February 12, 2014

Kirsten Stewart writes a poem

by

K-Stew is a poet.

K-Stew is a poet.

For a long time now on MobyLives we’ve sought to understand the enigma that is Kirsten Stewart, a.k.a Bella Swan, a.k.a K-Stew. She might be everyone’s favourite brooding YA character but let me tell you now, K-Stew is not-your-average celebrity and everyone should stop treating her like she is.

Your average celebrity does not hate birthday parties. Your average celebrity is not tormented by her wild and wandering heart. Your average celebrity does not wear a Black Flag t-shirt. Your average celebrity would never be cool enough to get actually real tattoos on her real arms. Your average celebrity would not be so rude and offensive to dare to use the F-word in interviews, surely language’s final taboo?
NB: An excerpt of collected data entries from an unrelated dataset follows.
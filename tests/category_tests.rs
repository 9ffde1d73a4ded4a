// Copyright (c) AlphaVelocity.
// All rights reserved.
//
// This source code is licensed under the license found in the
// LICENSE file in the root directory of this source tree.

use chrono::NaiveDate;
use ledgerclip::error::LedgerError;
use ledgerclip::ledger::{budgets, categories, transactions};
use ledgerclip::models::{
    BudgetPeriod, CategoryKind, NewBudget, NewTransaction, TxnKind,
};
use rust_decimal::Decimal;

fn setup() -> rusqlite::Connection {
    ledgerclip::db::open_in_memory().unwrap()
}

fn date(y: i32, m: u32, d: u32) -> NaiveDate {
    NaiveDate::from_ymd_opt(y, m, d).unwrap()
}

#[test]
fn ensure_is_idempotent_by_name() {
    let conn = setup();
    let first = categories::ensure(&conn, "alice", "Dining", CategoryKind::Expense, Some("🍜"))
        .unwrap();
    let second =
        categories::ensure(&conn, "alice", " Dining ", CategoryKind::Expense, None).unwrap();
    assert_eq!(first.id, second.id);
    assert_eq!(categories::list(&conn, "alice", None).unwrap().len(), 1);
}

#[test]
fn ensure_rejects_kind_change_and_empty_name() {
    let conn = setup();
    categories::ensure(&conn, "alice", "Salary", CategoryKind::Income, None).unwrap();
    let err = categories::ensure(&conn, "alice", "Salary", CategoryKind::Expense, None)
        .unwrap_err();
    assert!(matches!(err, LedgerError::Validation(_)), "{:?}", err);

    let err = categories::ensure(&conn, "alice", "  ", CategoryKind::Expense, None).unwrap_err();
    assert!(matches!(err, LedgerError::Validation(_)), "{:?}", err);
}

#[test]
fn same_name_is_independent_per_user() {
    let conn = setup();
    let a = categories::ensure(&conn, "alice", "Dining", CategoryKind::Expense, None).unwrap();
    let b = categories::ensure(&conn, "bob", "Dining", CategoryKind::Expense, None).unwrap();
    assert_ne!(a.id, b.id);
}

#[test]
fn list_filters_by_kind_and_sorts_by_name() {
    let conn = setup();
    categories::ensure(&conn, "alice", "Travel", CategoryKind::Expense, None).unwrap();
    categories::ensure(&conn, "alice", "Dining", CategoryKind::Expense, None).unwrap();
    categories::ensure(&conn, "alice", "Salary", CategoryKind::Income, None).unwrap();

    let expenses = categories::list(&conn, "alice", Some(CategoryKind::Expense)).unwrap();
    let names: Vec<&str> = expenses.iter().map(|c| c.name.as_str()).collect();
    assert_eq!(names, vec!["Dining", "Travel"]);
}

#[test]
fn remove_conflicts_while_referenced() {
    let conn = setup();
    let dining =
        categories::ensure(&conn, "alice", "Dining", CategoryKind::Expense, None).unwrap();
    let t = transactions::record(
        &conn,
        "alice",
        &NewTransaction {
            category_id: Some(dining.id),
            amount: Decimal::from(10),
            kind: TxnKind::Expense,
            description: None,
            date: date(2025, 8, 1),
        },
    )
    .unwrap();
    let b = budgets::create(
        &conn,
        "alice",
        &NewBudget {
            name: "Dining cap".into(),
            category_id: Some(dining.id),
            limit_amount: Decimal::from(100),
            period: BudgetPeriod::Monthly,
            start_date: date(2025, 8, 1),
            end_date: None,
        },
        date(2025, 8, 1),
    )
    .unwrap();

    let err = categories::remove(&conn, "alice", dining.id).unwrap_err();
    assert!(matches!(err, LedgerError::Conflict(_)), "{:?}", err);

    // Dropping the referencing rows clears the conflict.
    transactions::remove(&conn, "alice", t.id).unwrap();
    budgets::remove(&conn, "alice", b.id).unwrap();
    categories::remove(&conn, "alice", dining.id).unwrap();
    assert!(categories::list(&conn, "alice", None).unwrap().is_empty());
}

#[test]
fn categories_are_user_scoped() {
    let conn = setup();
    let dining =
        categories::ensure(&conn, "alice", "Dining", CategoryKind::Expense, None).unwrap();
    let err = categories::get(&conn, "bob", dining.id).unwrap_err();
    assert!(matches!(err, LedgerError::Authorization { .. }), "{:?}", err);
}
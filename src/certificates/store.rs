//! Folder-backed certificate directory.
//!
//! Layout, per certificate:
//!
//! ```text
//! alice.pem     certificate (PEM: .pem .crt .cer, or DER: .der)
//! alice.key     PKCS#8 PEM key, `ENCRYPTED PRIVATE KEY` when PIN-protected
//! alice.token   key lives on a hardware token; file holds its description
//! ```

use super::{Certificate, CertificateDirectory, DirectoryCapabilities, KeyHandle};
use crate::error::{Error, Result};
use std::path::{Path, PathBuf};
use zeroize::Zeroizing;

const PEM_EXTENSIONS: [&str; 3] = ["pem", "crt", "cer"];
const DER_EXTENSION: &str = "der";

/// Certificates and keys stored as files in one directory.
#[derive(Debug, Clone)]
pub struct FileCertificateStore {
    root: PathBuf,
}

impl FileCertificateStore {
    /// Use `root` as the store. Nothing is read until [`list`](CertificateDirectory::list).
    pub fn new(root: impl Into<PathBuf>) -> Self {
        Self { root: root.into() }
    }

    /// Store directory.
    pub fn root(&self) -> &Path {
        &self.root
    }

    fn certificate_files(&self) -> Result<Vec<PathBuf>> {
        let entries = std::fs::read_dir(&self.root)
            .map_err(|e| Error::StoreUnavailable(format!("{}: {}", self.root.display(), e)))?;
        let mut files = Vec::new();
        for entry in entries {
            let path = entry
                .map_err(|e| Error::StoreUnavailable(format!("{}: {}", self.root.display(), e)))?
                .path();
            let is_certificate = path
                .extension()
                .and_then(|e| e.to_str())
                .map(|e| e.to_ascii_lowercase())
                .is_some_and(|e| e == DER_EXTENSION || PEM_EXTENSIONS.contains(&e.as_str()));
            if is_certificate && path.is_file() {
                files.push(path);
            }
        }
        files.sort_by(|a, b| a.file_name().cmp(&b.file_name()));
        Ok(files)
    }

    fn load(path: &Path) -> Result<Certificate> {
        let raw = std::fs::read(path)?;
        let der = match path.extension().and_then(|e| e.to_str()) {
            Some(ext) if ext.eq_ignore_ascii_case(DER_EXTENSION) => raw,
            _ => {
                let (_, pem) = x509_parser::pem::parse_x509_pem(&raw)
                    .map_err(|e| Error::Crypto(format!("not a PEM certificate: {}", e)))?;
                if pem.label != "CERTIFICATE" {
                    return Err(Error::Crypto(format!("unexpected PEM label {}", pem.label)));
                }
                pem.contents
            },
        };
        Certificate::from_der(der, Self::load_key(path)?)
    }

    fn load_key(certificate: &Path) -> Result<KeyHandle> {
        let key_path = certificate.with_extension("key");
        if key_path.is_file() {
            let pem = Zeroizing::new(std::fs::read_to_string(&key_path)?);
            let encrypted = match der::pem::decode_label(pem.as_bytes()) {
                Ok("ENCRYPTED PRIVATE KEY") => true,
                Ok("PRIVATE KEY") => false,
                Ok(other) => {
                    log::warn!("{}: unsupported key label {}, expected PKCS#8", key_path.display(), other);
                    return Ok(KeyHandle::None);
                },
                Err(e) => {
                    log::warn!("{}: not a PEM key: {}", key_path.display(), e);
                    return Ok(KeyHandle::None);
                },
            };
            return Ok(KeyHandle::Software { pem, encrypted });
        }

        let token_path = certificate.with_extension("token");
        if token_path.is_file() {
            let description = std::fs::read_to_string(&token_path)?.trim().to_string();
            let description = if description.is_empty() {
                "Hardware token".to_string()
            } else {
                description
            };
            return Ok(KeyHandle::HardwareToken { description });
        }
        Ok(KeyHandle::None)
    }
}

impl CertificateDirectory for FileCertificateStore {
    fn list(&self, include_only_with_private_key: bool) -> Result<Vec<Certificate>> {
        let mut certificates = Vec::new();
        for path in self.certificate_files()? {
            match Self::load(&path) {
                Ok(cert) => certificates.push(cert),
                Err(e) => log::warn!("skipping {}: {}", path.display(), e),
            }
        }
        if include_only_with_private_key {
            certificates.retain(|c| c.has_private_key);
        }
        for (index, cert) in certificates.iter_mut().enumerate() {
            cert.index = index;
        }
        log::debug!(
            "listed {} certificates from {} (keys only: {})",
            certificates.len(),
            self.root.display(),
            include_only_with_private_key
        );
        Ok(certificates)
    }

    fn capabilities(&self) -> DirectoryCapabilities {
        DirectoryCapabilities {
            supports_hardware_pin_entry: false,
        }
    }
}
And your average celebrity does not write savagely beautiful poems about Wiffle balls.

Yesterday, we got one step closer to finally understanding the ineffable K-Stew when Marie Claire printed a poem which K-Stew had written just after the Twilight saga had officially ended. There we were thinking there was no way to understand the infinitely mysterious K-Stew; we kept thinking she was one of those goth people or a punk or a rebel or secretly a rock star. It turns out she’s a poet! But of course, how did we not see it sooner? Her purely Byronic behaviour, her waif-like Keatsian demeanour, her Steinian dismissal of conventions (on life: “So it’s fun not having so much control. It’s kind of a fly-by-the-seat-of-your-pants lifestyle”) and her Beat Generation speech patterns (on childhood: “riding bikes on flat streets and it’s hot as fuck and the air sucks”), it all makes sense now.

“I don’t want to sound so fucking utterly pretentious”, said K-Stew after we’d apologized for not realizing sooner that of course she is a poet “…but after I write something, I go, ‘Holy fuck, that’s crazy.’” Wow, we said, you really are a poet! Please, do go on. “It’s the same thing with acting: If I do a good scene, I’m always like, ‘Whoa, that’s really dope.'”

Marie Claire was even able to shed some light on K-Stew’s deep and fucking crazy creativity and even gave us an insight into her totally dope poetic method:

“She often writes intense little verses, words or strings of words, rearranging them in a process she herself doesn’t understand but believes is somehow essential to her sanity.”

Finally: the essence of K-Stew revealed. K-Stew must write poems to stay sane and stay alive, such is the undeniable strength of the poetic impulse that runs through her veins. It is her life-force. Her raison d’être. Forget about R-Patz, he was nothing compared to poetry.

And so to the poetry. Picture the scene: K-Stew is on one of her wild Beat Generation road trips, driving through the Texan desert when suddenly and intensely her little verses start forming. She sees something in her mind’s eye, but what is it? Is it, could it be, surely not…yes, it is. It really is. It’s a Wiffle ball.

 

My Heart Is A Wiffle Ball/Freedom Pole

I reared digital moonlight

You read its clock, scrawled neon across that black

Kismetly … ubiquitously crest fallen

Thrown down to strafe your foothills

…I’ll suck the bones pretty.

Your nature perforated the abrasive organ pumps

Spray painted everything known to man,

Stream rushed through and all out into

Something Whilst the crackling stare down sun snuck

Through our windows boarded up

He hit your flint face and it sparked.

 

And I bellowed and you parked

We reached Marfa.

One honest day up on this freedom pole

Devils not done digging

He’s speaking in tongues all along the pan handle

And this pining erosion is getting dust in

My eyes

And I’m drunk on your morsels

And so I look down the line

Your every twitch hand drum salute

Salutes mine …

 

 

Zeljka Marosevic is the managing director of Melville House UK.